La scène peut sembler familière à beaucoup d’entre nous: une famille se rassemble autour d’une table de cuisine après la mort d’un parent pour échanger des souvenirs de sa vie qui vient de s’achever.

Mais pour Ulrich Gantz, cette journée de 2002 qui a suivi le décès de son père restera à jamais marquée par une douleur exceptionnelle, car sur la table, deux sacs de documents révèlent que son père avait appartenu pendant la guerre aux tristement célèbres Einsatzgruppen, les commandos de la mort du régime nazi.

Il avait pourtant réclamé à plusieurs reprises que son père Helmut lui raconte son expérience pendant ces années troubles, mais il s’était toujours heurté à un mur de silence.

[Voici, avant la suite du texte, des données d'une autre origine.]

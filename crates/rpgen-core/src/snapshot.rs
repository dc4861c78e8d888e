//! The persisted graph document.
//!
//! A snapshot is the durable checkpoint format and the interchange format
//! with the planning phase: node list and edge list, in insertion order,
//! sufficient to rebuild a [`GraphStore`](crate::GraphStore) via
//! `GraphStore::restore`.

use std::collections::BTreeMap;

use serde::{Deserialize, Serialize};

use crate::edge::Edge;
use crate::error::CoreError;
use crate::id::NodeId;
use crate::node::Node;
use crate::status::NodeStatus;

/// Current document version written by [`GraphStore::snapshot`](crate::GraphStore::snapshot).
pub const SNAPSHOT_VERSION: u32 = 1;

fn default_version() -> u32 {
    SNAPSHOT_VERSION
}

#[derive(Debug, Clone, PartialEq, Serialize, Deserialize)]
pub struct GraphSnapshot {
    #[serde(default = "default_version")]
    pub version: u32,
    #[serde(default, skip_serializing_if = "BTreeMap::is_empty")]
    pub metadata: BTreeMap<String, serde_json::Value>,
    pub nodes: Vec<Node>,
    #[serde(default)]
    pub edges: Vec<Edge>,
}

impl GraphSnapshot {
    pub fn from_json(json: &str) -> Result<Self, CoreError> {
        Ok(serde_json::from_str(json)?)
    }

    pub fn to_json_pretty(&self) -> Result<String, CoreError> {
        Ok(serde_json::to_string_pretty(self)?)
    }

    /// Node statuses in document order.
    pub fn statuses(&self) -> Vec<(NodeId, NodeStatus)> {
        self.nodes
            .iter()
            .map(|node| (node.id.clone(), node.status))
            .collect()
    }
}
//! Shell-command adapters: a [`Verifier`] that writes the candidate into a
//! workspace and runs a command there, and an [`IntegrationCheck`] that
//! runs one command over the finished workspace.
//!
//! Exit status 0 is a pass. 126/127 (not executable / not found), death by
//! signal, a spawn failure or an I/O error writing the file is an
//! environment error. Any other exit status is a behavioral failure whose
//! diagnostic is the tail of the command's output.

use std::path::{Component, Path, PathBuf};
use std::process::Output;

use async_trait::async_trait;
use tokio::process::Command;
use tracing::debug;

use crate::collab::{Candidate, IntegrationCheck, NodeBrief, Verdict, Verifier};

pub struct CommandVerifier {
    workspace: PathBuf,
    command: String,
    tail_lines: usize,
}

impl CommandVerifier {
    pub const DEFAULT_TAIL_LINES: usize = 40;

    pub fn new(workspace: impl Into<PathBuf>, command: impl Into<String>) -> Self {
        CommandVerifier {
            workspace: workspace.into(),
            command: command.into(),
            tail_lines: Self::DEFAULT_TAIL_LINES,
        }
    }

    pub fn with_tail_lines(mut self, lines: usize) -> Self {
        self.tail_lines = lines;
        self
    }

    pub fn workspace(&self) -> &Path {
        &self.workspace
    }

    /// Where a node's candidate is written, relative to the workspace.
    pub fn target_path(node: &NodeBrief) -> Result<PathBuf, String> {
        let relative = match &node.metadata.path_hint {
            Some(hint) => PathBuf::from(hint),
            None => Path::new("generated").join(format!("{}.txt", file_stem(node))),
        };
        inside_workspace(relative)
    }

    /// Writes the candidate and runs the command; `test_path`, when given,
    /// is exported as `RPGEN_TEST_PATH`.
    pub(crate) async fn run(
        &self,
        candidate: &Candidate,
        node: &NodeBrief,
        test_path: Option<&Path>,
    ) -> Verdict {
        let relative = match Self::target_path(node) {
            Ok(path) => path,
            Err(detail) => return Verdict::EnvironmentError { detail },
        };
        if let Err(detail) = write_file(&self.workspace.join(&relative), &candidate.content).await {
            return Verdict::EnvironmentError { detail };
        }

        let mut command = shell(&self.command, &self.workspace);
        command
            .env("RPGEN_NODE_ID", node.id.as_str())
            .env("RPGEN_NODE_PATH", &relative);
        if let Some(test_path) = test_path {
            command.env("RPGEN_TEST_PATH", test_path);
        }
        let output = command.output().await;
        if let Ok(output) = &output {
            debug!(node = %node.id, status = ?output.status.code(), "verifier command finished");
        }
        classify(&self.command, output, self.tail_lines)
    }
}

#[async_trait]
impl Verifier for CommandVerifier {
    async fn verify(&self, candidate: &Candidate, node: &NodeBrief) -> Verdict {
        self.run(candidate, node, None).await
    }
}

/// Runs one command in the workspace after the build, e.g. the project's
/// full test suite.
pub struct IntegrationCommand {
    workspace: PathBuf,
    command: String,
    tail_lines: usize,
}

impl IntegrationCommand {
    pub fn new(workspace: impl Into<PathBuf>, command: impl Into<String>) -> Self {
        IntegrationCommand {
            workspace: workspace.into(),
            command: command.into(),
            tail_lines: CommandVerifier::DEFAULT_TAIL_LINES,
        }
    }
}

#[async_trait]
impl IntegrationCheck for IntegrationCommand {
    async fn check(&self) -> Verdict {
        let output = shell(&self.command, &self.workspace).output().await;
        if let Ok(output) = &output {
            debug!(status = ?output.status.code(), "integration command finished");
        }
        classify(&self.command, output, self.tail_lines)
    }
}

/// The node id reduced to characters that are safe in a file name.
pub(crate) fn file_stem(node: &NodeBrief) -> String {
    node.id
        .chars()
        .map(|c| if c.is_ascii_alphanumeric() || c == '-' || c == '_' { c } else { '_' })
        .collect()
}

pub(crate) fn inside_workspace(relative: PathBuf) -> Result<PathBuf, String> {
    let escapes = relative
        .components()
        .any(|c| !matches!(c, Component::Normal(_) | Component::CurDir));
    if escapes || relative.as_os_str().is_empty() {
        return Err(format!(
            "path hint '{}' must stay inside the workspace",
            relative.display()
        ));
    }
    Ok(relative)
}

pub(crate) async fn write_file(path: &Path, content: &str) -> Result<(), String> {
    if let Some(parent) = path.parent() {
        tokio::fs::create_dir_all(parent)
            .await
            .map_err(|err| format!("failed to create {}: {err}", parent.display()))?;
    }
    tokio::fs::write(path, content)
        .await
        .map_err(|err| format!("failed to write {}: {err}", path.display()))
}

fn shell(command: &str, workspace: &Path) -> Command {
    let mut shell = Command::new("sh");
    shell
        .arg("-c")
        .arg(command)
        .current_dir(workspace)
        .kill_on_drop(true);
    shell
}

fn classify(command: &str, output: std::io::Result<Output>, tail_lines: usize) -> Verdict {
    let environment = |detail: String| Verdict::EnvironmentError { detail };
    let output = match output {
        Ok(output) => output,
        Err(err) => return environment(format!("failed to execute command '{command}': {err}")),
    };
    match output.status.code() {
        Some(0) => Verdict::Pass,
        Some(code @ (126 | 127)) => environment(format!(
            "command '{command}' could not run (exit {code}): {}",
            tail(&output, tail_lines)
        )),
        Some(code) => Verdict::Fail {
            diagnostic: format!("exit {code}\n{}", tail(&output, tail_lines)),
        },
        None => environment(format!("command '{command}' was terminated by a signal")),
    }
}

fn tail(output: &Output, lines: usize) -> String {
    let combined = format!(
        "{}{}",
        String::from_utf8_lossy(&output.stdout),
        String::from_utf8_lossy(&output.stderr)
    );
    let all: Vec<&str> = combined.lines().collect();
    let start = all.len().saturating_sub(lines);
    all[start..].join("\n")
}

#[cfg(test)]
mod tests {
    use rpgen_core::{Node, NodeKind};

    use super::*;

    fn brief(path_hint: Option<&str>) -> NodeBrief {
        let mut node = Node::new("auth::login", NodeKind::BehavioralUnit, "login");
        if let Some(hint) = path_hint {
            node = node.with_path_hint(hint);
        }
        NodeBrief::from(&node)
    }

    #[tokio::test]
    async fn writes_candidate_and_passes_on_exit_zero() {
        let dir = tempfile::tempdir().unwrap();
        let verifier = CommandVerifier::new(dir.path(), r#"grep -q login "$RPGEN_NODE_PATH""#);
        let verdict = verifier
            .verify(&Candidate::new("fn login() {}\n"), &brief(Some("src/auth/login.rs")))
            .await;
        assert_eq!(verdict, Verdict::Pass);
        let written = std::fs::read_to_string(dir.path().join("src/auth/login.rs")).unwrap();
        assert_eq!(written, "fn login() {}\n");
    }

    #[tokio::test]
    async fn non_zero_exit_is_behavioral_with_output_tail() {
        let dir = tempfile::tempdir().unwrap();
        let verifier = CommandVerifier::new(dir.path(), "echo noise; echo 'assertion failed' >&2; exit 1")
            .with_tail_lines(1);
        let verdict = verifier.verify(&Candidate::new("x"), &brief(None)).await;
        match verdict {
            Verdict::Fail { diagnostic } => {
                assert!(diagnostic.starts_with("exit 1"));
                assert!(diagnostic.contains("assertion failed"));
                assert!(!diagnostic.contains("noise"));
            }
            other => panic!("unexpected verdict {other:?}"),
        }
        assert!(dir.path().join("generated/auth__login.txt").exists());
    }

    #[tokio::test]
    async fn missing_command_is_an_environment_error() {
        let dir = tempfile::tempdir().unwrap();
        let verifier = CommandVerifier::new(dir.path(), "rpgen-no-such-test-runner");
        let verdict = verifier.verify(&Candidate::new("x"), &brief(None)).await;
        assert!(matches!(verdict, Verdict::EnvironmentError { .. }));
    }

    #[tokio::test]
    async fn path_hint_cannot_escape_workspace() {
        let dir = tempfile::tempdir().unwrap();
        let verifier = CommandVerifier::new(dir.path(), "true");
        let verdict = verifier
            .verify(&Candidate::new("x"), &brief(Some("../outside.rs")))
            .await;
        assert!(matches!(verdict, Verdict::EnvironmentError { detail } if detail.contains("inside the workspace")));
        let absolute = CommandVerifier::target_path(&brief(Some("/etc/passwd")));
        assert!(absolute.is_err());
    }

    #[tokio::test]
    async fn integration_command_judges_the_whole_workspace() {
        let dir = tempfile::tempdir().unwrap();
        std::fs::write(dir.path().join("lib.rs"), "fn login() {}\n").unwrap();

        let passing = IntegrationCommand::new(dir.path(), "grep -q login lib.rs");
        assert_eq!(passing.check().await, Verdict::Pass);

        let failing = IntegrationCommand::new(dir.path(), "echo '2 tests failed'; exit 3");
        match failing.check().await {
            Verdict::Fail { diagnostic } => {
                assert!(diagnostic.starts_with("exit 3"));
                assert!(diagnostic.contains("2 tests failed"));
            }
            other => panic!("unexpected verdict {other:?}"),
        }

        let missing = IntegrationCommand::new(dir.path(), "rpgen-no-such-suite");
        assert!(matches!(missing.check().await, Verdict::EnvironmentError { .. }));
    }
}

« Toutes les réponses que tu attendais à propos de ton père sont là »: Ulrich Gantz se souvient encore des paroles de la deuxième femme de son père quand elle lui a remis les documents qui attestent apparemment de la participation d’Helmut avec son unité à l’exécution de dizaines de milliers de personnes au Belarus au début des années 40.

Aujourd’hui septuagénaire, il ne peut dissimuler son émotion en évoquant cette journée, lors d’une rencontre dans un musée de Lausanne, en prévision de la Journée du souvenir de l’Holocauste le 27 janvier.

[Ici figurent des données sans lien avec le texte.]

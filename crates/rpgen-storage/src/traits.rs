//! The [`CheckpointStore`] trait: the storage contract for build runs.
//!
//! The trait is synchronous; async callers hold it behind a mutex and
//! write one transition at a time.

use rpgen_core::{Edge, GraphSnapshot, GraphStore, Node, NodeId, NodeStatus};

use crate::error::StorageError;
use crate::types::{RunId, RunSummary};

pub trait CheckpointStore {
    // -------------------------------------------------------------------
    // Run-level operations
    // -------------------------------------------------------------------

    /// Creates an empty run and returns its id.
    fn create_run(&mut self, name: &str) -> Result<RunId, StorageError>;

    /// Lists all stored runs in creation order.
    fn list_runs(&self) -> Result<Vec<RunSummary>, StorageError>;

    /// Deletes a run and everything stored for it.
    fn delete_run(&mut self, run: RunId) -> Result<(), StorageError>;

    // -------------------------------------------------------------------
    // Bulk save / load
    // -------------------------------------------------------------------

    /// Overwrites the stored graph of `run` and records its digest.
    fn save_snapshot(&mut self, run: RunId, snapshot: &GraphSnapshot) -> Result<(), StorageError>;

    /// Loads the stored graph of `run`, failing with `IntegrityError` if its
    /// structure no longer matches the recorded digest.
    fn load_snapshot(&self, run: RunId) -> Result<GraphSnapshot, StorageError>;

    // -------------------------------------------------------------------
    // Incremental writes
    // -------------------------------------------------------------------

    fn update_status(
        &mut self,
        run: RunId,
        node: &NodeId,
        status: NodeStatus,
    ) -> Result<(), StorageError>;

    /// Writes a node's status and metadata. Identity fields are not changed.
    fn update_node(&mut self, run: RunId, node: &Node) -> Result<(), StorageError>;

    fn get_status(&self, run: RunId, node: &NodeId) -> Result<NodeStatus, StorageError>;

    /// Appends an edge discovered during a build and refreshes the digest.
    /// Re-inserting an existing edge is a no-op.
    fn insert_edge(&mut self, run: RunId, edge: &Edge) -> Result<(), StorageError>;

    // -------------------------------------------------------------------
    // Convenience
    // -------------------------------------------------------------------

    /// Loads and rebuilds the graph of `run`.
    fn load_graph(&self, run: RunId) -> Result<GraphStore, StorageError> {
        let snapshot = self.load_snapshot(run)?;
        GraphStore::restore(snapshot).map_err(|e| StorageError::ReconstructionError {
            reason: e.to_string(),
        })
    }
}
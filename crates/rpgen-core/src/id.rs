//! Stable identifiers for planning-graph nodes.
//!
//! Node ids are chosen by the planner and survive snapshot/restore
//! unchanged, so they are string newtypes rather than petgraph indices.

use std::borrow::Borrow;
use std::fmt;
use std::ops::Deref;

use serde::{Deserialize, Serialize};

/// Stable, planner-assigned node identifier.
#[derive(Debug, Clone, PartialEq, Eq, Hash, PartialOrd, Ord, Serialize, Deserialize)]
#[serde(transparent)]
pub struct NodeId(pub String);

impl NodeId {
    pub fn new(id: impl Into<String>) -> Self {
        NodeId(id.into())
    }

    pub fn as_str(&self) -> &str {
        &self.0
    }
}

impl fmt::Display for NodeId {
    fn fmt(&self, f: &mut fmt::Formatter<'_>) -> fmt::Result {
        f.write_str(&self.0)
    }
}

impl From<&str> for NodeId {
    fn from(id: &str) -> Self {
        NodeId(id.to_string())
    }
}

impl From<String> for NodeId {
    fn from(id: String) -> Self {
        NodeId(id)
    }
}

impl Deref for NodeId {
    type Target = str;

    fn deref(&self) -> &str {
        &self.0
    }
}

// Lets maps keyed by NodeId be queried with a plain &str.
impl Borrow<str> for NodeId {
    fn borrow(&self) -> &str {
        &self.0
    }
}
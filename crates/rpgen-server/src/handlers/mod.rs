//! HTTP handler modules for the rpgen API.
//!
//! Handlers are thin: they parse the request, call into rpgen-core or the
//! generation controller, and return JSON.

pub mod builds;
pub mod graphs;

Face à une audience composée principalement de lycéens, Ulrich Gantz a été rejoint sur la scène par Barbara Brix, dont le père a également servi dans les Einsatzgruppen, qui avaient eu un rôle crucial dans la « Solution finale », l’extermination des Juifs par les nazis.

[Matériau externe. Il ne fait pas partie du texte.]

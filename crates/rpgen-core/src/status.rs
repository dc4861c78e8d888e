//! Per-node generation lifecycle.

use std::fmt;
use std::str::FromStr;

use serde::{Deserialize, Serialize};

/// Lifecycle status of a node during a build.
///
/// `Passed`, `Blocked` and `Failed` are terminal. The legal moves are
/// encoded in [`NodeStatus::can_transition_to`].
#[derive(Debug, Clone, Copy, Default, PartialEq, Eq, Hash, Serialize, Deserialize)]
#[serde(rename_all = "snake_case")]
pub enum NodeStatus {
    #[default]
    Pending,
    Synthesizing,
    Validating,
    Repairing,
    Passed,
    Blocked,
    Failed,
}

impl NodeStatus {
    pub fn is_terminal(self) -> bool {
        matches!(self, NodeStatus::Passed | NodeStatus::Blocked | NodeStatus::Failed)
    }

    /// Whether a worker currently owns the node.
    pub fn is_in_flight(self) -> bool {
        matches!(
            self,
            NodeStatus::Synthesizing | NodeStatus::Validating | NodeStatus::Repairing
        )
    }

    pub fn can_transition_to(self, next: NodeStatus) -> bool {
        use NodeStatus::*;
        match (self, next) {
            (Pending, Synthesizing) => true,
            (Synthesizing, Validating | Repairing | Failed) => true,
            (Validating, Passed | Repairing | Failed) => true,
            (Repairing, Synthesizing) => true,
            // Blocking covers both failed predecessors and cancellation.
            (current, Blocked) => !current.is_terminal(),
            _ => false,
        }
    }

    pub fn as_str(self) -> &'static str {
        match self {
            NodeStatus::Pending => "pending",
            NodeStatus::Synthesizing => "synthesizing",
            NodeStatus::Validating => "validating",
            NodeStatus::Repairing => "repairing",
            NodeStatus::Passed => "passed",
            NodeStatus::Blocked => "blocked",
            NodeStatus::Failed => "failed",
        }
    }
}

impl fmt::Display for NodeStatus {
    fn fmt(&self, f: &mut fmt::Formatter<'_>) -> fmt::Result {
        f.write_str(&self.as_str().to_uppercase())
    }
}

impl FromStr for NodeStatus {
    type Err = String;

    fn from_str(s: &str) -> Result<Self, Self::Err> {
        match s.to_ascii_lowercase().as_str() {
            "pending" => Ok(NodeStatus::Pending),
            "synthesizing" => Ok(NodeStatus::Synthesizing),
            "validating" => Ok(NodeStatus::Validating),
            "repairing" => Ok(NodeStatus::Repairing),
            "passed" => Ok(NodeStatus::Passed),
            "blocked" => Ok(NodeStatus::Blocked),
            "failed" => Ok(NodeStatus::Failed),
            other => Err(format!("unknown node status '{other}'")),
        }
    }
}

#[cfg(test)]
mod tests {
    use super::*;
    use NodeStatus::*;

    #[test]
    fn happy_path_is_legal() {
        assert!(Pending.can_transition_to(Synthesizing));
        assert!(Synthesizing.can_transition_to(Validating));
        assert!(Validating.can_transition_to(Passed));
    }

    #[test]
    fn repair_loop_is_legal() {
        assert!(Validating.can_transition_to(Repairing));
        assert!(Repairing.can_transition_to(Synthesizing));
        assert!(Validating.can_transition_to(Failed));
    }

    #[test]
    fn terminal_states_are_final() {
        for terminal in [Passed, Blocked, Failed] {
            for next in [Pending, Synthesizing, Validating, Repairing, Passed, Blocked, Failed] {
                assert!(!terminal.can_transition_to(next), "{terminal} -> {next}");
            }
        }
    }

    #[test]
    fn pending_cannot_skip_synthesis() {
        assert!(!Pending.can_transition_to(Validating));
        assert!(!Pending.can_transition_to(Passed));
        assert!(Pending.can_transition_to(Blocked));
    }

    #[test]
    fn display_is_uppercase_and_parse_is_case_insensitive() {
        assert_eq!(Passed.to_string(), "PASSED");
        assert_eq!("BLOCKED".parse::<NodeStatus>().unwrap(), Blocked);
        assert_eq!("repairing".parse::<NodeStatus>().unwrap(), Repairing);
        assert!("done".parse::<NodeStatus>().is_err());
    }
}
//! Application state shared by all handlers.
//!
//! The checkpoint store sits behind `Arc<tokio::sync::Mutex<>>`: the SQLite
//! backend holds a `rusqlite::Connection`, which is `!Sync`, so it cannot
//! live behind an `RwLock`. Jobs and cancellation handles are `DashMap`s so
//! handlers and build tasks reach them without a global lock.

use std::sync::Arc;

use dashmap::DashMap;

use rpgen_core::SimilaritySearch;
use rpgen_storage::{CheckpointStore, InMemoryStore, SqliteStore};

use crate::collab::{IntegrationCheck, Synthesizer, Verifier};
use crate::config::BuildConfig;
use crate::controller::{CancelHandle, SharedCheckpointStore};
use crate::error::ApiError;
use crate::jobs::{InMemoryJobStore, JobId, JobStore};

/// The collaborators every build started by the server uses.
#[derive(Clone)]
pub struct Collaborators {
    pub synthesizer: Arc<dyn Synthesizer>,
    pub verifier: Arc<dyn Verifier>,
    pub similarity: Option<Arc<dyn SimilaritySearch>>,
    /// Run once after each build whose nodes have settled.
    pub integration: Option<Arc<dyn IntegrationCheck>>,
}

impl Collaborators {
    pub fn new(synthesizer: Arc<dyn Synthesizer>, verifier: Arc<dyn Verifier>) -> Self {
        Collaborators {
            synthesizer,
            verifier,
            similarity: None,
            integration: None,
        }
    }

    pub fn with_integration(mut self, check: Arc<dyn IntegrationCheck>) -> Self {
        self.integration = Some(check);
        self
    }
}

#[derive(Clone)]
pub struct AppState {
    pub checkpoints: SharedCheckpointStore,
    pub jobs: Arc<dyn JobStore>,
    /// Cancellation handles of builds still running.
    pub cancellations: Arc<DashMap<JobId, CancelHandle>>,
    pub collaborators: Collaborators,
    /// Used when a build request carries no config of its own.
    pub config: BuildConfig,
}

impl AppState {
    /// Creates state backed by the SQLite database at `db_path`.
    pub fn new(
        db_path: &str,
        collaborators: Collaborators,
        config: BuildConfig,
    ) -> Result<Self, ApiError> {
        let store = SqliteStore::new(db_path)?;
        Ok(Self::with_store(Box::new(store), collaborators, config))
    }

    /// Creates state with an in-memory checkpoint store (for testing).
    pub fn in_memory(collaborators: Collaborators) -> Self {
        Self::with_store(
            Box::new(InMemoryStore::new()),
            collaborators,
            BuildConfig::default(),
        )
    }

    fn with_store(
        store: Box<dyn CheckpointStore + Send>,
        collaborators: Collaborators,
        config: BuildConfig,
    ) -> Self {
        AppState {
            checkpoints: Arc::new(tokio::sync::Mutex::new(store)),
            jobs: Arc::new(InMemoryJobStore::new()),
            cancellations: Arc::new(DashMap::new()),
            collaborators,
            config,
        }
    }
}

Des enfants de résistants français tués par les nazis, comme Jean-Michel Gaussot et Yvonne Cossu, ont également participé à cette rencontre inhabituelle, organisée par l’association suisse CICAD (Coordination intercommunautaire contre l’antisémitisme et la diffamation).

« Où est la ligne rouge? »

Ces témoignages font partie d’un effort plus large destiné à combattre la propagande révisionniste et « certaines idéologies néfastes et nauséabondes » qui permettent à la négation de l’Holocauste de perdurer, a déclaré à l’AFP Johanne Gurfinkiel, secrétaire général de la CICAD.

« On a aujourd’hui à la fois des propagateurs de négationnisme, on en entend, qui (…) s’évertuent à rappeler que cette histoire n’existe pas, que les chambres à gaz sont une invention », a-t-il poursuivi. « Cela veut dire que le sujet est toujours d’actualité, qu’il y a un besoin de rappeler les faits historiques. »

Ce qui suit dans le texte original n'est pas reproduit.